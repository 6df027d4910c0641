//! Vendor permission scopes requested during authorization.

// std
use std::collections::BTreeSet;
// self
use crate::_prelude::*;

/// Errors emitted when parsing scopes.
#[derive(Clone, Debug, PartialEq, Eq, ThisError)]
pub enum ScopeValidationError {
	/// The scope name is not part of the vendor's permission list.
	#[error("Unknown scope: {scope}.")]
	Unknown {
		/// The offending scope string.
		scope: String,
	},
	/// Whitespace-only input.
	#[error("Scope entries cannot be empty.")]
	Empty,
}

/// One permission in the vendor's fixed list.
#[derive(Clone, Copy, Debug, PartialEq, Eq, PartialOrd, Ord, Hash)]
pub enum Scope {
	/// Activity and exercise logs.
	Activity,
	/// Cardio fitness score (VO2 max).
	CardioFitness,
	/// ECG readings.
	Electrocardiogram,
	/// Heart rate time series.
	Heartrate,
	/// GPS and location data.
	Location,
	/// Food and water logs.
	Nutrition,
	/// SpO2 readings.
	OxygenSaturation,
	/// Profile details.
	Profile,
	/// Breathing rate readings.
	RespiratoryRate,
	/// Device and alarm settings.
	Settings,
	/// Sleep logs and stages.
	Sleep,
	/// Friends and leaderboards.
	Social,
	/// Skin and core temperature.
	Temperature,
	/// Weight and body fat logs.
	Weight,
}
impl Scope {
	/// Every scope, in the vendor's documented order.
	pub const ALL: [Scope; 14] = [
		Scope::Activity,
		Scope::CardioFitness,
		Scope::Electrocardiogram,
		Scope::Heartrate,
		Scope::Location,
		Scope::Nutrition,
		Scope::OxygenSaturation,
		Scope::Profile,
		Scope::RespiratoryRate,
		Scope::Settings,
		Scope::Sleep,
		Scope::Social,
		Scope::Temperature,
		Scope::Weight,
	];

	/// Wire name used in the `scope` query parameter.
	pub const fn as_str(self) -> &'static str {
		match self {
			Scope::Activity => "activity",
			Scope::CardioFitness => "cardio_fitness",
			Scope::Electrocardiogram => "electrocardiogram",
			Scope::Heartrate => "heartrate",
			Scope::Location => "location",
			Scope::Nutrition => "nutrition",
			Scope::OxygenSaturation => "oxygen_saturation",
			Scope::Profile => "profile",
			Scope::RespiratoryRate => "respiratory_rate",
			Scope::Settings => "settings",
			Scope::Sleep => "sleep",
			Scope::Social => "social",
			Scope::Temperature => "temperature",
			Scope::Weight => "weight",
		}
	}
}
impl Display for Scope {
	fn fmt(&self, f: &mut Formatter) -> FmtResult {
		f.write_str(self.as_str())
	}
}
impl FromStr for Scope {
	type Err = ScopeValidationError;

	fn from_str(s: &str) -> Result<Self, Self::Err> {
		Scope::ALL
			.into_iter()
			.find(|scope| scope.as_str() == s)
			.ok_or_else(|| ScopeValidationError::Unknown { scope: s.to_owned() })
	}
}

/// Deduplicated, sorted set of [`Scope`]s.
#[derive(Clone, Debug, Default, PartialEq, Eq, Hash)]
pub struct ScopeSet(BTreeSet<Scope>);
impl ScopeSet {
	/// Creates a normalized scope set from any iterator.
	pub fn new(scopes: impl IntoIterator<Item = Scope>) -> Self {
		Self(scopes.into_iter().collect())
	}

	/// Every scope the vendor offers; requested on each authorization.
	pub fn all() -> Self {
		Self::new(Scope::ALL)
	}

	/// Iterator over the scopes in sorted order.
	pub fn iter(&self) -> impl Iterator<Item = Scope> + '_ {
		self.0.iter().copied()
	}

	/// Space-delimited wire representation.
	pub fn normalized(&self) -> String {
		self.iter().map(Scope::as_str).collect::<Vec<_>>().join(" ")
	}
}
impl Display for ScopeSet {
	fn fmt(&self, f: &mut Formatter) -> FmtResult {
		f.write_str(&self.normalized())
	}
}
impl FromStr for ScopeSet {
	type Err = ScopeValidationError;

	fn from_str(s: &str) -> Result<Self, Self::Err> {
		if s.is_empty() {
			return Ok(Self::default());
		}
		if s.chars().all(char::is_whitespace) {
			return Err(ScopeValidationError::Empty);
		}

		s.split_whitespace().map(Scope::from_str).collect::<Result<BTreeSet<_>, _>>().map(Self)
	}
}
//! OAuth client facade over the `oauth2` crate's basic client.

pub use oauth2;

// crates.io
use oauth2::{
	AuthType, AuthUrl, AuthorizationCode, ClientId, ClientSecret, EndpointNotSet, EndpointSet,
	HttpClientError, PkceCodeVerifier, RefreshToken, RequestTokenError, TokenResponse, TokenUrl,
	basic::{BasicClient, BasicRequestTokenError, BasicTokenResponse},
};
// self
use crate::{
	_prelude::*,
	auth::{ClientCredentials, CredentialRecord, TokenSecret},
	clock::Clock,
	error::{ConfigError, TransportError},
	http::{ReqwestHttpClient, ResponseMetadata, ResponseMetadataSlot},
	provider::ProviderDescriptor,
};

/// Endpoint label used in errors raised by the token facade.
pub const TOKEN_ENDPOINT: &str = "token";

type ConfiguredBasicClient =
	BasicClient<EndpointSet, EndpointNotSet, EndpointNotSet, EndpointNotSet, EndpointSet>;

/// Drives the token endpoint with HTTP Basic client authentication.
pub(crate) struct TokenFacade {
	oauth_client: ConfiguredBasicClient,
	http_client: ReqwestHttpClient,
	client_id: String,
}
impl TokenFacade {
	pub(crate) fn from_descriptor(
		descriptor: &ProviderDescriptor,
		credentials: &ClientCredentials,
		http_client: ReqwestHttpClient,
	) -> Result<Self> {
		let auth_url = AuthUrl::from_url(descriptor.endpoints.authorization.clone());
		let token_url = TokenUrl::from_url(descriptor.endpoints.token.clone());
		let oauth_client = BasicClient::new(ClientId::new(credentials.client_id.clone()))
			.set_client_secret(ClientSecret::new(credentials.client_secret.expose().to_owned()))
			.set_auth_uri(auth_url)
			.set_token_uri(token_url)
			.set_auth_type(AuthType::BasicAuth);

		Ok(Self { oauth_client, http_client, client_id: credentials.client_id.clone() })
	}

	/// Exchanges an authorization code plus its PKCE verifier.
	///
	/// The body carries `client_id` next to `code`, `code_verifier`, and `grant_type`.
	pub(crate) async fn exchange_authorization_code(
		&self,
		clock: &dyn Clock,
		code: &str,
		pkce_verifier: &str,
	) -> Result<CredentialRecord> {
		let meta = ResponseMetadataSlot::default();
		let instrumented = self.http_client.with_metadata(meta.clone());
		let response = self
			.oauth_client
			.exchange_code(AuthorizationCode::new(code.to_owned()))
			.set_pkce_verifier(PkceCodeVerifier::new(pkce_verifier.to_owned()))
			.add_extra_param("client_id", self.client_id.clone())
			.request_async(&instrumented)
			.await
			.map_err(|err| map_request_error(meta.take(), err))?;

		map_token_response(clock, response, None)
	}

	/// Exchanges a refresh token; a response without a new refresh token keeps `refresh_token`.
	pub(crate) async fn refresh_token(
		&self,
		clock: &dyn Clock,
		refresh_token: &TokenSecret,
	) -> Result<CredentialRecord> {
		let meta = ResponseMetadataSlot::default();
		let instrumented = self.http_client.with_metadata(meta.clone());
		let refresh_secret = RefreshToken::new(refresh_token.expose().to_owned());
		let response = self
			.oauth_client
			.exchange_refresh_token(&refresh_secret)
			.request_async(&instrumented)
			.await
			.map_err(|err| map_request_error(meta.take(), err))?;

		map_token_response(clock, response, Some(refresh_token))
	}
}

fn map_token_response(
	clock: &dyn Clock,
	response: BasicTokenResponse,
	previous_refresh: Option<&TokenSecret>,
) -> Result<CredentialRecord> {
	let expires_in = response.expires_in().ok_or(ConfigError::MissingExpiresIn)?.as_secs();
	let expires_in = i64::try_from(expires_in).map_err(|_| ConfigError::ExpiresInOutOfRange)?;

	if expires_in <= 0 {
		return Err(ConfigError::NonPositiveExpiresIn.into());
	}

	let refresh = response
		.refresh_token()
		.map(|token| TokenSecret::new(token.secret().to_owned()))
		.or_else(|| previous_refresh.cloned());

	CredentialRecord::builder()
		.access_token(response.access_token().secret().to_owned())
		.refresh_secret(refresh)
		.issued_at(clock.now())
		.expires_in(Duration::seconds(expires_in))
		.build()
		.map_err(|err| ConfigError::from(err).into())
}

fn map_request_error(
	meta: Option<ResponseMetadata>,
	err: BasicRequestTokenError<HttpClientError<ReqwestError>>,
) -> Error {
	if let Some(meta) = meta.filter(|meta| !meta.is_success()) {
		return Error::Http { endpoint: TOKEN_ENDPOINT, status: meta.status, body: meta.body };
	}

	match err {
		RequestTokenError::ServerResponse(response) => Error::UnexpectedResponse {
			endpoint: TOKEN_ENDPOINT,
			message: format!("OAuth error `{}`", response.error().as_ref()),
		},
		RequestTokenError::Request(error) => map_transport_error(error),
		RequestTokenError::Parse(source, _body) =>
			Error::MalformedResponse { endpoint: TOKEN_ENDPOINT, source },
		RequestTokenError::Other(message) =>
			Error::UnexpectedResponse { endpoint: TOKEN_ENDPOINT, message },
	}
}

fn map_transport_error(err: HttpClientError<ReqwestError>) -> Error {
	match err {
		HttpClientError::Reqwest(inner) => TransportError::from(*inner).into(),
		HttpClientError::Http(inner) => ConfigError::from(inner).into(),
		HttpClientError::Io(inner) => TransportError::Io(inner).into(),
		HttpClientError::Other(message) =>
			Error::UnexpectedResponse { endpoint: TOKEN_ENDPOINT, message },
		_ => Error::UnexpectedResponse {
			endpoint: TOKEN_ENDPOINT,
			message: "HTTP client error occurred while calling the token endpoint".into(),
		},
	}
}

#[cfg(test)]
mod tests {
	// crates.io
	use time::macros;
	// self
	use super::*;
	use crate::clock::ManualClock;

	fn response(json: &str) -> BasicTokenResponse {
		serde_json::from_str(json).expect("Token response fixture should deserialize.")
	}

	#[test]
	fn builds_basic_auth_client() {
		let descriptor = ProviderDescriptor::fitbit().expect("Vendor defaults should be valid.");
		let facade = TokenFacade::from_descriptor(
			&descriptor,
			&ClientCredentials::new("client", "secret"),
			ReqwestHttpClient::with_client(ReqwestClient::new()),
		);

		assert!(facade.is_ok());
	}

	#[test]
	fn token_response_expiry_is_stamped_with_clock() {
		let clock = ManualClock::new(macros::datetime!(2024-03-01 12:00 UTC));
		let record = map_token_response(
			&clock,
			response(r#"{"access_token":"a","token_type":"Bearer","expires_in":28800}"#),
			Some(&TokenSecret::new("kept")),
		)
		.expect("Complete token response should map.");

		assert_eq!(record.expires_at, macros::datetime!(2024-03-01 20:00 UTC));
		assert_eq!(record.refresh_token, Some(TokenSecret::new("kept")));
	}

	#[test]
	fn token_response_requires_positive_expiry() {
		let clock = ManualClock::new(macros::datetime!(2024-03-01 12:00 UTC));
		let missing = map_token_response(
			&clock,
			response(r#"{"access_token":"a","token_type":"Bearer"}"#),
			None,
		)
		.expect_err("Missing expires_in should be rejected.");
		let zero = map_token_response(
			&clock,
			response(r#"{"access_token":"a","token_type":"Bearer","expires_in":0}"#),
			None,
		)
		.expect_err("Zero expires_in should be rejected.");

		assert!(matches!(missing, Error::Config(ConfigError::MissingExpiresIn)));
		assert!(matches!(zero, Error::Config(ConfigError::NonPositiveExpiresIn)));
	}

	#[test]
	fn non_success_metadata_wins_over_oauth_error() {
		let err = map_request_error(
			Some(ResponseMetadata { status: 400, body: "{\"errors\":[]}".into() }),
			RequestTokenError::Other("ignored".into()),
		);

		assert!(matches!(err, Error::Http { endpoint: "token", status: 400, .. }));
	}
}
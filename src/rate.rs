//! Persisted rate limiter spacing every outbound vendor call.
//!
//! The timestamp of the last granted call lives in `session.last_api_request_timestamp_utc`, so
//! the spacing survives restarts. Acquisitions inside one process are serialized; separate
//! processes sharing a store are not, and can both pass the check against a stale timestamp.

// self
use crate::{
	_prelude::*,
	clock::{Clock, SystemClock},
	error::ConfigError,
	obs,
	store::{SessionStore, StoreKey, StoreValue},
};

/// Default ceiling of 150 calls per hour, in calls per second.
pub const DEFAULT_FREQUENCY: f64 = 150. / 3600.;
/// Added to every computed wait so the clock is past the boundary on wake-up.
pub const SAFETY_MARGIN: Duration = Duration::milliseconds(10);

/// Result of the spacing check.
#[derive(Clone, Debug, PartialEq, Eq)]
pub enum RateLimitDecision {
	/// The call may proceed immediately.
	Allow,
	/// The call should be delayed.
	Delay(RetryDirective),
}

/// Advises callers when to retry after a [`RateLimitDecision::Delay`].
#[derive(Clone, Debug, PartialEq, Eq)]
pub struct RetryDirective {
	/// Instant when the spacing interval has elapsed.
	pub earliest_retry_at: OffsetDateTime,
	/// Sleep duration including [`SAFETY_MARGIN`].
	pub recommended_backoff: Duration,
}
impl RetryDirective {
	/// Creates a new directive with the provided timing metadata.
	pub fn new(earliest_retry_at: OffsetDateTime, recommended_backoff: Duration) -> Self {
		Self { earliest_retry_at, recommended_backoff }
	}
}

/// Proof that a call slot was granted; the grant time is already persisted.
#[derive(Clone, Copy, Debug, PartialEq, Eq)]
pub struct RatePermit {
	granted_at: OffsetDateTime,
}
impl RatePermit {
	/// Instant the slot was granted.
	pub fn granted_at(&self) -> OffsetDateTime {
		self.granted_at
	}

	/// Ends the scope of the permit. Nothing is written; the slot was consumed on grant.
	pub fn release(self) {}
}

/// Gate ensuring consecutive vendor calls are at least `1 / frequency` seconds apart.
pub struct RateLimiter {
	store: Arc<dyn SessionStore>,
	clock: Arc<dyn Clock>,
	frequency: f64,
	interval: Duration,
	gate: AsyncMutex<()>,
}
impl RateLimiter {
	/// Creates a limiter driven by the system clock.
	///
	/// `frequency` is in calls per second and must be positive and finite.
	pub fn new(store: Arc<dyn SessionStore>, frequency: f64) -> Result<Self> {
		Self::with_clock(store, Arc::new(SystemClock), frequency)
	}

	/// Creates a limiter driven by the provided clock.
	pub fn with_clock(
		store: Arc<dyn SessionStore>,
		clock: Arc<dyn Clock>,
		frequency: f64,
	) -> Result<Self> {
		let interval = (frequency.is_finite() && frequency > 0.)
			.then(|| Duration::checked_seconds_f64(1. / frequency))
			.flatten()
			.ok_or(ConfigError::InvalidFrequency { frequency })?;

		Ok(Self { store, clock, frequency, interval, gate: AsyncMutex::new(()) })
	}

	/// Minimum spacing between two granted calls.
	pub fn interval(&self) -> Duration {
		self.interval
	}

	/// Clock the limiter reads and sleeps on.
	pub fn clock(&self) -> Arc<dyn Clock> {
		self.clock.clone()
	}

	/// Pure spacing check against the previous grant.
	pub fn evaluate(
		&self,
		last_call: Option<OffsetDateTime>,
		now: OffsetDateTime,
	) -> RateLimitDecision {
		let Some(last_call) = last_call else {
			return RateLimitDecision::Allow;
		};
		let earliest = last_call + self.interval;

		if now >= earliest {
			RateLimitDecision::Allow
		} else {
			RateLimitDecision::Delay(RetryDirective::new(earliest, earliest - now + SAFETY_MARGIN))
		}
	}

	/// Waits until the spacing interval has elapsed, then persists the grant time.
	///
	/// The grant is recorded before this returns, so a failing call still consumes its slot.
	pub async fn acquire(&self) -> Result<RatePermit> {
		let _serialized = self.gate.lock().await;

		loop {
			let last_call = self
				.store
				.fetch(&StoreKey::LAST_API_REQUEST)
				.await?
				.and_then(|value| value.as_timestamp());

			match self.evaluate(last_call, self.clock.now()) {
				RateLimitDecision::Allow => break,
				RateLimitDecision::Delay(directive) => {
					tracing::info!(
						"Waiting {:.1} seconds to not exceed API rate limit.",
						directive.recommended_backoff.as_seconds_f64()
					);
					obs::record_rate_limit_wait();

					self.clock.sleep(directive.recommended_backoff).await;
				},
			}
		}

		let granted_at = self.clock.now();

		self.store.save(StoreKey::LAST_API_REQUEST, StoreValue::timestamp(granted_at)).await?;

		Ok(RatePermit { granted_at })
	}

	/// Acquires a permit, then runs `call`.
	pub async fn run<F, T>(&self, call: F) -> Result<T>
	where
		F: Future<Output = Result<T>>,
	{
		let permit = self.acquire().await?;
		let outcome = call.await;

		permit.release();

		outcome
	}
}
impl Debug for RateLimiter {
	fn fmt(&self, f: &mut Formatter) -> FmtResult {
		f.debug_struct("RateLimiter")
			.field("frequency", &self.frequency)
			.field("interval", &self.interval)
			.finish()
	}
}

#[cfg(test)]
mod tests {
	// crates.io
	use time::macros;
	// self
	use super::*;
	use crate::store::MemoryStore;

	fn limiter(frequency: f64) -> Result<RateLimiter> {
		RateLimiter::new(Arc::new(MemoryStore::default()), frequency)
	}

	#[test]
	fn default_frequency_spaces_calls_24_seconds_apart() {
		let limiter = limiter(DEFAULT_FREQUENCY).expect("Default frequency should be valid.");

		assert_eq!(limiter.interval(), Duration::seconds(24));
	}

	#[test]
	fn evaluate_delays_until_interval_plus_margin() {
		let limiter = limiter(DEFAULT_FREQUENCY).expect("Default frequency should be valid.");
		let t0 = macros::datetime!(2024-03-01 12:00 UTC);

		assert_eq!(limiter.evaluate(None, t0), RateLimitDecision::Allow);
		assert_eq!(
			limiter.evaluate(Some(t0), t0 + Duration::seconds(24)),
			RateLimitDecision::Allow
		);
		assert_eq!(
			limiter.evaluate(Some(t0), t0 + Duration::seconds(5)),
			RateLimitDecision::Delay(RetryDirective::new(
				t0 + Duration::seconds(24),
				Duration::milliseconds(19_010),
			))
		);
	}

	#[test]
	fn rejects_non_positive_or_non_finite_frequency() {
		for frequency in [0., -1., f64::NAN, f64::INFINITY, f64::MIN_POSITIVE] {
			let err = limiter(frequency).expect_err("Invalid frequency should be rejected.");

			assert!(matches!(err, Error::Config(ConfigError::InvalidFrequency { .. })));
		}
	}
}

- - -

◆ EXERCISE DIRECTIONS:
From the entries above, print the lines beginning at the one with "if expires_in <= 0" and stopping after the one with "fn response(json: &str)", exactly as written and with nothing else.

◆ RESULT BELOW:
	if expires_in <= 0 {
		return Err(ConfigError::NonPositiveExpiresIn.into());
	}

	let refresh = response
		.refresh_token()
		.map(|token| TokenSecret::new(token.secret().to_owned()))
		.or_else(|| previous_refresh.cloned());

	CredentialRecord::builder()
		.access_token(response.access_token().secret().to_owned())
		.refresh_secret(refresh)
		.issued_at(clock.now())
		.expires_in(Duration::seconds(expires_in))
		.build()
		.map_err(|err| ConfigError::from(err).into())
}

fn map_request_error(
	meta: Option<ResponseMetadata>,
	err: BasicRequestTokenError<HttpClientError<ReqwestError>>,
) -> Error {
	if let Some(meta) = meta.filter(|meta| !meta.is_success()) {
		return Error::Http { endpoint: TOKEN_ENDPOINT, status: meta.status, body: meta.body };
	}

	match err {
		RequestTokenError::ServerResponse(response) => Error::UnexpectedResponse {
			endpoint: TOKEN_ENDPOINT,
			message: format!("OAuth error `{}`", response.error().as_ref()),
		},
		RequestTokenError::Request(error) => map_transport_error(error),
		RequestTokenError::Parse(source, _body) =>
			Error::MalformedResponse { endpoint: TOKEN_ENDPOINT, source },
		RequestTokenError::Other(message) =>
			Error::UnexpectedResponse { endpoint: TOKEN_ENDPOINT, message },
	}
}

fn map_transport_error(err: HttpClientError<ReqwestError>) -> Error {
	match err {
		HttpClientError::Reqwest(inner) => TransportError::from(*inner).into(),
		HttpClientError::Http(inner) => ConfigError::from(inner).into(),
		HttpClientError::Io(inner) => TransportError::Io(inner).into(),
		HttpClientError::Other(message) =>
			Error::UnexpectedResponse { endpoint: TOKEN_ENDPOINT, message },
		_ => Error::UnexpectedResponse {
			endpoint: TOKEN_ENDPOINT,
			message: "HTTP client error occurred while calling the token endpoint".into(),
		},
	}
}

#[cfg(test)]
mod tests {
	// crates.io
	use time::macros;
	// self
	use super::*;
	use crate::clock::ManualClock;

	fn response(json: &str) -> BasicTokenResponse {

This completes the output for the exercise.